فَإِنْ تَنَازَعْتُمْ فِي شَيْءٍ فَرُدُّوهُ إِلَى اللَّهِ وَالرَّسُولِ
"Kemudian jika kamu berbeda pendapat tentang sesuatu, maka kembalikanlah kepada Allah (al-Qur'an) dan Rasul (sunahnya)." [QS. an-Nisa': 59]

Aku mengikuti orang yang mengikuti dalil dalam masalah ini dari kalangan ahli ilmu. Aku tidak berdalil dengan al-Qur'an atau hadis semata, sehingga tertuju kepadaku apa yang dikatakan, dan ini berdasarkan sikap tanazzul (mengalah dalam berdebat). 

Jika tidak, maka telah maklum bahwa sesungguhnya kalian mengikuti Ibnu Hajar dan kalian tidak mempedulikan orang yang menyelisihi beliau dari kalangan rasul, atau sahabat, atau tabiin, hingga asy-Syafi'i sendiri, dan kalian tidak mempedulikan perkataan beliau jika menyelisihi nas (teks) Ibnu Hajar.
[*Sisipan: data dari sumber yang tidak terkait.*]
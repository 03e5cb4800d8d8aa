use chrono::{DateTime, Utc};
use serde::{Deserialize, Serialize};

/// Category of a captured clinical asset.
///
/// The label mapping lives on the enum itself so that adding a category is a
/// compile-enforced exercise rather than a silently missing lookup-table
/// entry.
#[derive(Debug, Clone, Copy, PartialEq, Eq, Hash, Serialize, Deserialize)]
#[serde(rename_all = "snake_case")]
pub enum ImageCategory {
    ExtraoralPhoto,
    IntraoralPhoto,
    PanoramicXray,
    CephalometricXray,
    PeriapicalXray,
    Cbct,
    Model3d,
    Other,
}

impl ImageCategory {
    /// All categories, in display order.
    pub const ALL: [Self; 8] = [
        Self::ExtraoralPhoto,
        Self::IntraoralPhoto,
        Self::PanoramicXray,
        Self::CephalometricXray,
        Self::PeriapicalXray,
        Self::Cbct,
        Self::Model3d,
        Self::Other,
    ];

    /// Wire string used in query parameters and JSON payloads.
    #[must_use]
    pub fn as_str(self) -> &'static str {
        match self {
            Self::ExtraoralPhoto => "extraoral_photo",
            Self::IntraoralPhoto => "intraoral_photo",
            Self::PanoramicXray => "panoramic_xray",
            Self::CephalometricXray => "cephalometric_xray",
            Self::PeriapicalXray => "periapical_xray",
            Self::Cbct => "cbct",
            Self::Model3d => "model_3d",
            Self::Other => "other",
        }
    }

    /// Human-readable display label.
    #[must_use]
    pub fn label(self) -> &'static str {
        match self {
            Self::ExtraoralPhoto => "Extraoral Photo",
            Self::IntraoralPhoto => "Intraoral Photo",
            Self::PanoramicXray => "Panoramic X-Ray",
            Self::CephalometricXray => "Cephalometric X-Ray",
            Self::PeriapicalXray => "Periapical X-Ray",
            Self::Cbct => "CBCT",
            Self::Model3d => "3D Scan",
            Self::Other => "Other",
        }
    }

    /// Parse a wire string back into a category.
    #[must_use]
    pub fn parse(s: &str) -> Option<Self> {
        Self::ALL.into_iter().find(|c| c.as_str() == s)
    }
}

impl std::fmt::Display for ImageCategory {
    fn fmt(&self, f: &mut std::fmt::Formatter<'_>) -> std::fmt::Result {
        f.write_str(self.as_str())
    }
}

/// Storage tier an image currently lives in.
///
/// Hot storage is immediately retrievable; cold storage is the archived
/// tier with slower, cheaper retrieval.
#[derive(Debug, Clone, Copy, PartialEq, Eq, Hash, Serialize, Deserialize)]
#[serde(rename_all = "snake_case")]
pub enum StorageTier {
    Hot,
    Cold,
}

impl StorageTier {
    #[must_use]
    pub fn as_str(self) -> &'static str {
        match self {
            Self::Hot => "hot",
            Self::Cold => "cold",
        }
    }

    #[must_use]
    pub fn parse(s: &str) -> Option<Self> {
        match s {
            "hot" => Some(Self::Hot),
            "cold" => Some(Self::Cold),
            _ => None,
        }
    }
}

impl std::fmt::Display for StorageTier {
    fn fmt(&self, f: &mut std::fmt::Formatter<'_>) -> std::fmt::Result {
        f.write_str(self.as_str())
    }
}

/// Legal hold details attached to an image.
///
/// Presence of this struct is the hold: an image with `legal_hold` set must
/// never be archived or deleted, regardless of policy expiration.
#[derive(Debug, Clone, PartialEq, Eq, Serialize, Deserialize)]
#[serde(rename_all = "camelCase")]
pub struct LegalHold {
    /// Why the hold was placed. Always non-empty.
    pub reason: String,
    /// Identity of the user who set the hold.
    pub set_by: String,
    /// When the hold was set.
    pub set_at: DateTime<Utc>,
}

/// A captured clinical asset (photo, radiograph, or scan).
#[derive(Debug, Clone, Serialize, Deserialize)]
#[serde(rename_all = "camelCase")]
pub struct Image {
    /// Unique identifier (UUID v4, assigned on capture).
    pub id: String,
    /// Original file name.
    pub file_name: String,
    /// Clinical category.
    pub category: ImageCategory,
    /// When the asset was captured.
    pub captured_at: DateTime<Utc>,
    /// Size of the stored file in bytes.
    pub size_bytes: u64,
    /// Whether the patient was a minor at capture time.
    ///
    /// Drives the policy's optional minor retention extension.
    #[serde(default)]
    pub patient_minor: bool,
    /// Current storage tier. `Cold` means archived.
    pub storage_tier: StorageTier,
    /// Assigned retention policy, if any.
    #[serde(default)]
    pub policy_id: Option<String>,
    /// Active legal hold, if any.
    #[serde(default)]
    pub legal_hold: Option<LegalHold>,
    /// Last time the image was retrieved for viewing.
    ///
    /// Used by policies with auto-extend-on-access.
    #[serde(default)]
    pub last_accessed_at: Option<DateTime<Utc>>,
    /// When this record was created.
    pub created_at: DateTime<Utc>,
    /// When this record was last mutated.
    pub updated_at: DateTime<Utc>,
}

impl Image {
    /// Returns `true` while a legal hold is active.
    #[must_use]
    pub fn legal_hold_active(&self) -> bool {
        self.legal_hold.is_some()
    }

    /// Returns `true` when the image sits in cold storage.
    #[must_use]
    pub fn is_archived(&self) -> bool {
        self.storage_tier == StorageTier::Cold
    }
}

#[cfg(test)]
mod tests {
    use super::*;

    #[test]
    fn category_wire_strings_round_trip() {
        for category in ImageCategory::ALL {
            assert_eq!(ImageCategory::parse(category.as_str()), Some(category));
        }
        assert_eq!(ImageCategory::parse("holograph"), None);
    }

    #[test]
    fn category_serde_uses_snake_case() {
        let json = serde_json::to_string(&ImageCategory::PanoramicXray).unwrap();
        assert_eq!(json, "\"panoramic_xray\"");
        let back: ImageCategory = serde_json::from_str("\"cbct\"").unwrap();
        assert_eq!(back, ImageCategory::Cbct);
    }

    #[test]
    fn image_serializes_camel_case() {
        let image = Image {
            id: "img_1".into(),
            file_name: "pan-001.dcm".into(),
            category: ImageCategory::PanoramicXray,
            captured_at: Utc::now(),
            size_bytes: 2_048,
            patient_minor: false,
            storage_tier: StorageTier::Hot,
            policy_id: None,
            legal_hold: None,
            last_accessed_at: None,
            created_at: Utc::now(),
            updated_at: Utc::now(),
        };

        let value = serde_json::to_value(&image).unwrap();
        assert!(value.get("fileName").is_some());
        assert!(value.get("storageTier").is_some());
        assert!(value.get("legalHold").is_some());
    }

    #[test]
    fn archived_means_cold_tier() {
        let mut image = Image {
            id: "img_2".into(),
            file_name: "ceph.dcm".into(),
            category: ImageCategory::CephalometricXray,
            captured_at: Utc::now(),
            size_bytes: 512,
            patient_minor: false,
            storage_tier: StorageTier::Cold,
            policy_id: None,
            legal_hold: None,
            last_accessed_at: None,
            created_at: Utc::now(),
            updated_at: Utc::now(),
        };
        assert!(image.is_archived());
        image.storage_tier = StorageTier::Hot;
        assert!(!image.is_archived());
    }
}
Demikian pula orang-orang selain kalian. Sesungguhnya ittiba' (pengikutan) mereka hanyalah kepada sebagian ulama mutaakhirin, bukan kepada para imam.

Mereka ini, kalangan Hanabilah, adalah termasuk manusia yang paling sedikit bidahnya, sedang kebanyakan isi kitab al-Iqna' dan al-Muntaha menyelisihi mazhab Ahmad dan nas beliau. Hal itu diketahui oleh orang yang mengetahuinya. Sedang tidak ada perselisihan antara aku dan kalian bahwa ahli ilmu jika telah berijmak, maka wajib untuk diikuti. 

Adapun permasalahannya hanyalah jika mereka berselisih, apakah wajib bagiku untuk menerima kebenaran dari siapa pun yang membawanya dan mengembalikan permasalahan kepada Allah dan Rasul-Nya dengan mengikuti ahli ilmu? 

Atau aku mengambil pendapat sebagian mereka tanpa hujah dan mengklaim bahwa kebenaran ada pada perkataannya? 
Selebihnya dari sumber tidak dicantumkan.